Sitecore 8 XP ContentSearch: Exclude path from Indexing


I'm having trouble with Sitecore Indexing of the general indexes "sitecore_master_index", "sitecore_web_index", which take forever because the crawler/indexer checks all items in the database.

I imported thousands of products with a whole lot of specifications and literally have hundreds of thousands of items in the product repository.

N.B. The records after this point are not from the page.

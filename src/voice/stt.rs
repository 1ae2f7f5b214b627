//! Speech-to-text (STT) processing

use async_trait::async_trait;

use super::capture::CapturedAudio;
use crate::config::{SttConfig, SttProvider};
use crate::{Error, Result};

const WHISPER_BASE_URL: &str = "https://api.openai.com";
const DEEPGRAM_BASE_URL: &str = "https://api.deepgram.com";

/// Outcome of one transcription
#[derive(Debug, Clone, PartialEq, Eq)]
pub enum TranscribeResult {
    /// Recognized text
    Text(String),
    /// Audio reached the service but contained no recognizable speech
    Unintelligible,
    /// The service could not be reached or rejected the request
    ServiceError(String),
}

/// Turns captured audio into text
#[async_trait]
pub trait Transcriber {
    /// Transcribe one phrase; never fails, failures are classified instead
    async fn transcribe(&self, audio: &CapturedAudio) -> TranscribeResult;
}

/// Response from OpenAI Whisper transcription API
#[derive(serde::Deserialize)]
struct WhisperResponse {
    text: String,
}

/// Response from Deepgram transcription API
#[derive(serde::Deserialize)]
struct DeepgramResponse {
    results: DeepgramResults,
}

#[derive(serde::Deserialize)]
struct DeepgramResults {
    channels: Vec<DeepgramChannel>,
}

#[derive(serde::Deserialize)]
struct DeepgramChannel {
    alternatives: Vec<DeepgramAlternative>,
}

#[derive(serde::Deserialize)]
struct DeepgramAlternative {
    transcript: String,
}

/// Transcribes speech to text through a hosted API
pub struct SpeechToText {
    client: reqwest::Client,
    api_key: String,
    model: String,
    provider: SttProvider,
    base_url: String,
}

impl SpeechToText {
    /// Create an STT client from configuration
    ///
    /// # Errors
    ///
    /// Returns error if the API key for the selected provider is missing
    pub fn from_config(config: &SttConfig) -> Result<Self> {
        let api_key = config.api_key.clone().unwrap_or_default();
        match config.provider {
            SttProvider::Whisper => Self::new_whisper(api_key, config.model.clone()),
            SttProvider::Deepgram => Self::new_deepgram(api_key, config.model.clone()),
        }
    }

    /// Create a new STT instance using `OpenAI` Whisper
    ///
    /// # Errors
    ///
    /// Returns error if API key is missing
    pub fn new_whisper(api_key: String, model: String) -> Result<Self> {
        if api_key.is_empty() {
            return Err(Error::Config(
                "OPENAI_API_KEY required for Whisper".to_string(),
            ));
        }

        Ok(Self {
            client: reqwest::Client::new(),
            api_key,
            model,
            provider: SttProvider::Whisper,
            base_url: WHISPER_BASE_URL.to_string(),
        })
    }

    /// Create a new STT instance using Deepgram
    ///
    /// # Errors
    ///
    /// Returns error if API key is missing
    pub fn new_deepgram(api_key: String, model: String) -> Result<Self> {
        if api_key.is_empty() {
            return Err(Error::Config("DEEPGRAM_API_KEY required".to_string()));
        }

        Ok(Self {
            client: reqwest::Client::new(),
            api_key,
            model,
            provider: SttProvider::Deepgram,
            base_url: DEEPGRAM_BASE_URL.to_string(),
        })
    }

    /// Point the client at a different API host
    #[must_use]
    pub fn with_base_url(mut self, base_url: impl Into<String>) -> Self {
        self.base_url = base_url.into().trim_end_matches('/').to_string();
        self
    }

    /// Transcribe WAV bytes to text
    ///
    /// An empty string means the service heard nothing it could decode.
    ///
    /// # Errors
    ///
    /// Returns error if the request fails or the service rejects it
    pub async fn transcribe_wav(&self, audio: &[u8]) -> Result<String> {
        match self.provider {
            SttProvider::Whisper => self.transcribe_whisper(audio).await,
            SttProvider::Deepgram => self.transcribe_deepgram(audio).await,
        }
    }

    /// Transcribe using OpenAI Whisper
    async fn transcribe_whisper(&self, audio: &[u8]) -> Result<String> {
        tracing::debug!(audio_bytes = audio.len(), "starting Whisper transcription");

        let form = reqwest::multipart::Form::new()
            .part(
                "file",
                reqwest::multipart::Part::bytes(audio.to_vec())
                    .file_name("audio.wav")
                    .mime_str("audio/wav")
                    .map_err(|e| Error::Stt(e.to_string()))?,
            )
            .text("model", self.model.clone());

        let response = self
            .client
            .post(format!("{}/v1/audio/transcriptions", self.base_url))
            .header("Authorization", format!("Bearer {}", self.api_key))
            .multipart(form)
            .send()
            .await
            .map_err(|e| {
                tracing::error!(error = %e, "Whisper request failed");
                e
            })?;

        let status = response.status();
        tracing::debug!(status = %status, "received response");

        if !status.is_success() {
            let body = response.text().await.unwrap_or_default();
            tracing::error!(status = %status, body = %body, "Whisper API error");
            return Err(Error::Stt(format!("Whisper API error {status}: {body}")));
        }

        let result: WhisperResponse = response.json().await.map_err(|e| {
            tracing::error!(error = %e, "failed to parse response");
            e
        })?;

        tracing::debug!(transcript = %result.text, "transcription complete");
        Ok(result.text)
    }

    /// Transcribe using Deepgram
    async fn transcribe_deepgram(&self, audio: &[u8]) -> Result<String> {
        tracing::debug!(audio_bytes = audio.len(), "starting Deepgram transcription");

        let url = format!(
            "{}/v1/listen?model={}&punctuate=true",
            self.base_url, self.model
        );

        let response = self
            .client
            .post(&url)
            .header("Authorization", format!("Token {}", self.api_key))
            .header("Content-Type", "audio/wav")
            .body(audio.to_vec())
            .send()
            .await
            .map_err(|e| {
                tracing::error!(error = %e, "Deepgram request failed");
                e
            })?;

        let status = response.status();
        tracing::debug!(status = %status, "received response");

        if !status.is_success() {
            let body = response.text().await.unwrap_or_default();
            tracing::error!(status = %status, body = %body, "Deepgram API error");
            return Err(Error::Stt(format!("Deepgram API error {status}: {body}")));
        }

        let result: DeepgramResponse = response.json().await.map_err(|e| {
            tracing::error!(error = %e, "failed to parse Deepgram response");
            e
        })?;

        let transcript = result
            .results
            .channels
            .first()
            .and_then(|c| c.alternatives.first())
            .map(|a| a.transcript.clone())
            .unwrap_or_default();

        tracing::debug!(transcript = %transcript, "transcription complete");
        Ok(transcript)
    }
}

#[async_trait]
impl Transcriber for SpeechToText {
    async fn transcribe(&self, audio: &CapturedAudio) -> TranscribeResult {
        let wav = match audio.to_wav() {
            Ok(wav) => wav,
            Err(e) => return TranscribeResult::ServiceError(e.to_string()),
        };

        match self.transcribe_wav(&wav).await {
            Ok(text) if text.trim().is_empty() => TranscribeResult::Unintelligible,
            Ok(text) => TranscribeResult::Text(text.trim().to_string()),
            Err(e) => TranscribeResult::ServiceError(e.to_string()),
        }
    }
}

#[cfg(test)]
mod tests {
    use super::*;

    #[test]
    fn test_missing_api_key_rejected() {
        assert!(matches!(
            SpeechToText::new_whisper(String::new(), "whisper-1".to_string()),
            Err(Error::Config(_))
        ));
        assert!(matches!(
            SpeechToText::new_deepgram(String::new(), "nova-2".to_string()),
            Err(Error::Config(_))
        ));
    }

    #[test]
    fn test_from_config_selects_provider() {
        let config = SttConfig {
            provider: SttProvider::Deepgram,
            model: "nova-2".to_string(),
            api_key: Some("key".to_string()),
        };
        let stt = SpeechToText::from_config(&config).unwrap();
        assert_eq!(stt.provider, SttProvider::Deepgram);
        assert_eq!(stt.base_url, DEEPGRAM_BASE_URL);

        let stt = stt.with_base_url("http://127.0.0.1:9000/");
        assert_eq!(stt.base_url, "http://127.0.0.1:9000");
    }
}
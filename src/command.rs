//! Transcript normalization and command decisions

use std::collections::HashSet;
use std::fmt;

/// Desired state of the light
#[derive(Debug, Clone, Copy, PartialEq, Eq, Hash)]
pub enum LightState {
    On,
    Off,
}

impl LightState {
    /// Lowercase name, also the path segment on the light endpoint
    #[must_use]
    pub const fn as_str(self) -> &'static str {
        match self {
            Self::On => "on",
            Self::Off => "off",
        }
    }
}

impl fmt::Display for LightState {
    fn fmt(&self, f: &mut fmt::Formatter<'_>) -> fmt::Result {
        f.write_str(self.as_str())
    }
}

/// What a transcript asks for
#[derive(Debug, Clone, Copy, PartialEq, Eq)]
pub enum Decision {
    /// Wake word absent, transcript is ignored
    NoWakeWord,
    /// Wake word present but neither "on" nor "off"
    NoCommand,
    /// Switch the light
    Trigger(LightState),
}

/// A typed line in the text-input variant
#[derive(Debug, Clone, PartialEq, Eq)]
pub enum TextCommand {
    Light(LightState),
    Quit,
    Unknown(String),
}

/// Normalize free text into a set of lowercase alphanumeric tokens
///
/// Punctuation becomes whitespace, so `"Jarvis, on!"` yields `{"jarvis", "on"}`.
#[must_use]
pub fn normalize(text: &str) -> HashSet<String> {
    let cleaned: String = text
        .chars()
        .map(|c| {
            if c.is_alphanumeric() || c.is_whitespace() {
                c
            } else {
                ' '
            }
        })
        .collect();

    cleaned
        .to_lowercase()
        .split_whitespace()
        .map(ToString::to_string)
        .collect()
}

/// Decide what to do with a token set
///
/// The wake word is normalized like a transcript; every one of its tokens
/// must be present. "off" takes precedence when both directives appear.
#[must_use]
pub fn decide(tokens: &HashSet<String>, wake_word: &str) -> Decision {
    let wake_tokens = normalize(wake_word);
    if wake_tokens.is_empty() || !wake_tokens.is_subset(tokens) {
        return Decision::NoWakeWord;
    }

    let has_on = tokens.contains("on");
    let has_off = tokens.contains("off");

    if has_on && !has_off {
        Decision::Trigger(LightState::On)
    } else if has_off {
        Decision::Trigger(LightState::Off)
    } else {
        Decision::NoCommand
    }
}

/// Parse a typed command, matched verbatim after trimming and case-folding
#[must_use]
pub fn parse_text_command(line: &str) -> TextCommand {
    let input = line.trim().to_lowercase();
    match input.as_str() {
        "on" => TextCommand::Light(LightState::On),
        "off" => TextCommand::Light(LightState::Off),
        "quit" | "exit" | "q" => TextCommand::Quit,
        _ => TextCommand::Unknown(input),
    }
}
//! HTTP client for the smart light

use async_trait::async_trait;

use crate::command::LightState;
use crate::config::LightConfig;
use crate::{Error, Result};

/// Something that can switch the light
///
/// Implementations make at most one attempt per call. Any response from the
/// device counts as success; the status code is returned for logging.
#[async_trait]
pub trait LightActuator {
    /// Request the given state
    ///
    /// # Errors
    ///
    /// Returns `Error::Actuator` if the device could not be reached
    async fn set(&self, state: LightState) -> Result<u16>;
}

/// Light controlled by plain `GET /on` and `GET /off` requests
pub struct HttpLight {
    client: reqwest::Client,
    config: LightConfig,
}

impl HttpLight {
    /// Create a client for the configured endpoints
    ///
    /// # Errors
    ///
    /// Returns error if the HTTP client cannot be built
    pub fn new(config: LightConfig) -> Result<Self> {
        let client = reqwest::Client::builder()
            .timeout(config.timeout)
            .build()?;

        Ok(Self { client, config })
    }

    /// URL requested for a state
    #[must_use]
    pub fn url_for(&self, state: LightState) -> &str {
        self.config.url_for(state)
    }
}

#[async_trait]
impl LightActuator for HttpLight {
    async fn set(&self, state: LightState) -> Result<u16> {
        let url = self.url_for(state);
        tracing::debug!(%state, url, "sending light request");

        let response = self.client.get(url).send().await.map_err(|e| {
            tracing::warn!(%state, url, error = %e, "light request failed");
            Error::Actuator(e.to_string())
        })?;

        let status = response.status();
        tracing::info!(%state, status = status.as_u16(), "light request sent");
        Ok(status.as_u16())
    }
}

If I could exclude the path from indexing it wouldn't have to check a million items for template exclusion.

FOLLOWUP

I implemented a custom-crawler that excludes a list of paths from being indexed:

<index id="sitecore_web_index" type="Sitecore.ContentSearch.SolrProvider.SwitchOnRebuildSolrSearchIndex, Sitecore.ContentSearch.SolrProvider">
  <param desc="name">$(id)</param>
  <param desc="core">sitecore_web_index</param>
  <param desc="rebuildcore">sitecore_web_index_sec</param>
  <param desc="propertyStore" ref="contentSearch/indexConfigurations/databasePropertyStore" param1="$(id)" />
  <configuration ref="contentSearch/indexConfigurations/defaultSolrIndexConfiguration" />
  <strategies hint="list:AddStrategy">
    <strategy ref="contentSearch/indexConfigurations/indexUpdateStrategies/onPublishEndAsync" />
  </strategies>
  <locations hint="list:AddCrawler">
    <crawler type="Sitecore.ContentSearch.Utilities.Crawler.ExcludePathsItemCrawler, Sitecore.ContentSearch.Utilities">
      <Database>web</Database>
      <Root>/sitecore</Root>
      <ExcludeItemsList hint="list">
        <ProductRepository>/sitecore/content/Product Repository</ProductRepository>
      </ExcludeItemsList>
    </crawler>
  </locations>
</index>

In addition I activated SwitchOnSolrRebuildIndex as it's awesome ootb functionality, cheers SC.

using System.Collections.Generic;
using System.Linq;
using Sitecore.ContentSearch;
using Sitecore.Diagnostics;

namespace Sitecore.ContentSearch.Utilities.Crawler
{
  public class ExcludePathsItemCrawler : SitecoreItemCrawler
  {
    private readonly List<string> excludeItemsList = new List<string>();
    public List<string> ExcludeItemsList
    {
      get
      {
        return excludeItemsList;
      }
    }

    protected override bool IsExcludedFromIndex(SitecoreIndexableItem indexable, bool checkLocation = false)
    {
      Assert.ArgumentNotNull(indexable, "item");
      if (ExcludeItemsList.Any(path => indexable.AbsolutePath.StartsWith(path)))
      {
        return true;
      }
      return base.IsExcludedFromIndex(indexable, checkLocation);
    }
  }
}

Solution

  • You can override SitecoreItemCrawler class which is used by the index you want to change:

    <locations hint="list:AddCrawler">
      <crawler type="Sitecore.ContentSearch.SitecoreItemCrawler, Sitecore.ContentSearch">
        <Database>master</Database>
        <Root>/sitecore</Root>
      </crawler>
    </locations>
    

    You can then add your own parameters, e.g. ExcludeTree or even a list of ExcludedBranches.

    And in the implementation of the class just override method

    public override bool IsExcludedFromIndex(IIndexable indexable)
    

    and check whether it is under excluded node.